My father had been one of the casualties of the Reagan Recession, taking meager accounting jobs far away from our home in the Colorado foothills. With a hair-trigger temper and bipolar mood swings, my mother didn’t have the temperament to raise three children on her own.

For years, she would explode into unexpected rages, screaming how “worthless” my siblings and I were, while crashing the vacuum against the upstairs furniture.

Over time, the emotional wreckage manifested in a nervous “black bowling ball” of abdominal pain. I experienced daily panics attacks, chronic depression, suicidal thoughts and physical terror upon hearing footsteps at the front door.

Like 60 percent of adult Americans (according to the latest CDC report), I sought salvation in prescription antidepressants. The symptoms never waned, but these drugs added a mental cloudiness and body numbness that isolated me even more.

Fortunately, unlike so many others, my story doesn’t end here.

Something else was happening along the way. Estranged from my family, I drew power and creative expression from the high-adrenaline escapades I initiated with my childhood friends. Night sledding in the Colorado foothills, BMX quarter pipes and daredevil skiing provided more comfort, support, and confidence than church, school or family ever did.
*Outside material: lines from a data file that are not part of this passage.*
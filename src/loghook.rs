//! Intercepts platform log calls and appends them to the critical stream
//! (spec.md §4.D).
//!
//! Modeled as a `tracing_subscriber::Layer` rather than a bespoke callback:
//! a host application's ordinary `tracing::error!`/`warn!`/`info!` call
//! sites become the "platform log calls" spec.md refers to, without this
//! crate inventing its own logging front-end. This is the `std`-world
//! counterpart of the original wiring into ESP-IDF's log vprintf hook.

use std::sync::atomic::{AtomicBool, Ordering};
use std::sync::Arc;
use std::time::{SystemTime, UNIX_EPOCH};

use tracing::field::{Field, Visit};
use tracing::{Event, Level, Subscriber};
use tracing_subscriber::layer::Context;
use tracing_subscriber::Layer;

use crate::store::record::{DataPoint, Severity, LOG_MESSAGE_MAX};
use crate::store::PersistentRingStore;

fn severity_for(level: &Level) -> Option<Severity> {
    match *level {
        Level::ERROR => Some(Severity::Error),
        Level::WARN => Some(Severity::Warning),
        Level::INFO => Some(Severity::Event),
        _ => None,
    }
}

fn now_us() -> u64 {
    SystemTime::now().duration_since(UNIX_EPOCH).map(|d| d.as_micros() as u64).unwrap_or(0)
}

#[derive(Default)]
struct MessageVisitor(String);

impl Visit for MessageVisitor {
    fn record_debug(&mut self, field: &Field, value: &dyn std::fmt::Debug) {
        if field.name() == "message" {
            use std::fmt::Write;
            let _ = write!(self.0, "{:?}", value);
        }
    }
}

/// A [`Layer`] that appends error/warn/info-level events to a
/// [`PersistentRingStore`]'s critical stream, at or above `min_severity`.
///
/// Runs on the caller's stack: never allocates beyond the fixed-size
/// message buffer, never logs through `tracing` itself (that would
/// reenter), and never blocks longer than the critical-stream lock.
pub struct LogHook {
    store: Arc<PersistentRingStore>,
    min_severity: Severity,
    active: AtomicBool,
}

fn severity_rank(s: Severity) -> u8 {
    match s {
        Severity::Error => 0,
        Severity::Warning => 1,
        Severity::Event => 2,
    }
}

impl LogHook {
    pub fn new(store: Arc<PersistentRingStore>, min_severity: Severity) -> Self {
        Self {
            store,
            min_severity,
            active: AtomicBool::new(true),
        }
    }

    /// Unregister this hook (spec.md §5 Cancellation). The caller's
    /// subscriber keeps holding the `Layer`, but every subsequent event is a
    /// no-op: there is no handle back into the caller's subscriber to
    /// actually remove the layer from.
    pub fn stop(&self) {
        self.active.store(false, Ordering::Relaxed);
    }
}

impl<S: Subscriber> Layer<S> for LogHook {
    fn on_event(&self, event: &Event<'_>, _ctx: Context<'_, S>) {
        if !self.active.load(Ordering::Relaxed) {
            return;
        }
        let Some(severity) = severity_for(event.metadata().level()) else {
            return;
        };
        if severity_rank(severity) > severity_rank(self.min_severity) {
            return;
        }

        let mut visitor = MessageVisitor::default();
        event.record(&mut visitor);
        let mut message = visitor.0;
        if message.len() > LOG_MESSAGE_MAX {
            let mut end = LOG_MESSAGE_MAX;
            while end > 0 && !message.is_char_boundary(end) {
                end -= 1;
            }
            message.truncate(end);
        }

        let point = DataPoint::Log {
            severity,
            pc: 0, // no program-counter concept outside embedded firmware
            timestamp_us: now_us(),
            tag: event.metadata().target().to_string(),
            message,
        };
        let mut bytes = Vec::new();
        point.encode(&mut bytes);
        let _ = self.store.write_critical(&bytes);
    }
}
//! Descriptor shape and the declared-type enumeration (spec.md §3).

/// Declared type of a registered metric or variable.
#[derive(Debug, Clone, Copy, PartialEq, Eq)]
#[repr(u8)]
pub enum DataType {
    Bool = 0,
    I32 = 1,
    U32 = 2,
    F32 = 3,
    Ipv4 = 4,
    Mac = 5,
    Str = 6,
    Null = 7,
}

impl DataType {
    /// Wire name used in meta documents.
    pub fn as_str(self) -> &'static str {
        match self {
            DataType::Bool => "bool",
            DataType::I32 => "i32",
            DataType::U32 => "u32",
            DataType::F32 => "f32",
            DataType::Ipv4 => "ipv4",
            DataType::Mac => "mac",
            DataType::Str => "string",
            DataType::Null => "null",
        }
    }

    pub fn from_u8(b: u8) -> Option<Self> {
        match b {
            0 => Some(DataType::Bool),
            1 => Some(DataType::I32),
            2 => Some(DataType::U32),
            3 => Some(DataType::F32),
            4 => Some(DataType::Ipv4),
            5 => Some(DataType::Mac),
            6 => Some(DataType::Str),
            7 => Some(DataType::Null),
            _ => None,
        }
    }
}

/// Which of the Registry's two parallel tables a descriptor lives in
/// (spec.md §4.B, "two parallel tables, one for metrics and one for
/// variables").
#[derive(Debug, Clone, Copy, PartialEq, Eq)]
pub enum Family {
    Metric,
    Variable,
}

/// A registered metric or variable. Strings are `&'static` rather than
/// `String`: spec.md requires process-lifetime stability ("stored by
/// reference, not copied"), which a registration call can get for free by
/// only accepting string literals/leaked strings from the embedding
/// application, matching the original's raw `const char *` storage.
#[derive(Debug, Clone, Copy)]
pub struct Descriptor {
    pub tag: &'static str,
    pub key: &'static str,
    pub label: &'static str,
    pub path: &'static str,
    pub data_type: DataType,
    pub unit: Option<&'static str>,
}
//! On-device diagnostics agent.
//!
//! Gathers three classes of telemetry (critical log records, periodic
//! metrics, and named variables), batches them into compact binary
//! documents, and ships them to a cloud collector over a pluggable
//! transport. A small command channel lets the collector toggle reporting
//! at runtime. See [`agent::Agent`] for the entry point.

pub mod agent;
pub mod command;
pub mod config;
pub mod encode;
pub mod error;
pub mod loghook;
pub mod platform_kv;
pub mod registry;
pub mod reporter;
pub mod samplers;
pub mod store;

pub use agent::{Agent, AgentDeps};
pub use error::AgentError;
Even with the onslaught of panic in my gut, my desire for adventure brought me to live in Europe and finally New York City, where I explored healing modalities, even completing a two-year bioenergetic medicine program, to help relieve my PTSD. But after years of fighting my inner shadow and demons, I was still suffering from debilitating anxiety, totally incapable of holding professional wellness practice.

All that changed when a friend suggested I join him in smoking cannabis before a vinyasa class. I enjoyed yoga, but never liked the drills: move here, breathe this way, upward this, downward that.

I also never really ‘got’ cannabis: hit bong, lose keys, listen to Fleetwood Mac, pine over old girlfriends.

But the combo in class was pure joy and evolutionary enhancement.

When I stretched into an extra-wobbly warrior-one pose, a bluish current of light rushed through my spinal column, flushing out blocked energy. Tronish green healing colors opened my chest during back-bends, and pink neon waves nourished my hips in the deep openers.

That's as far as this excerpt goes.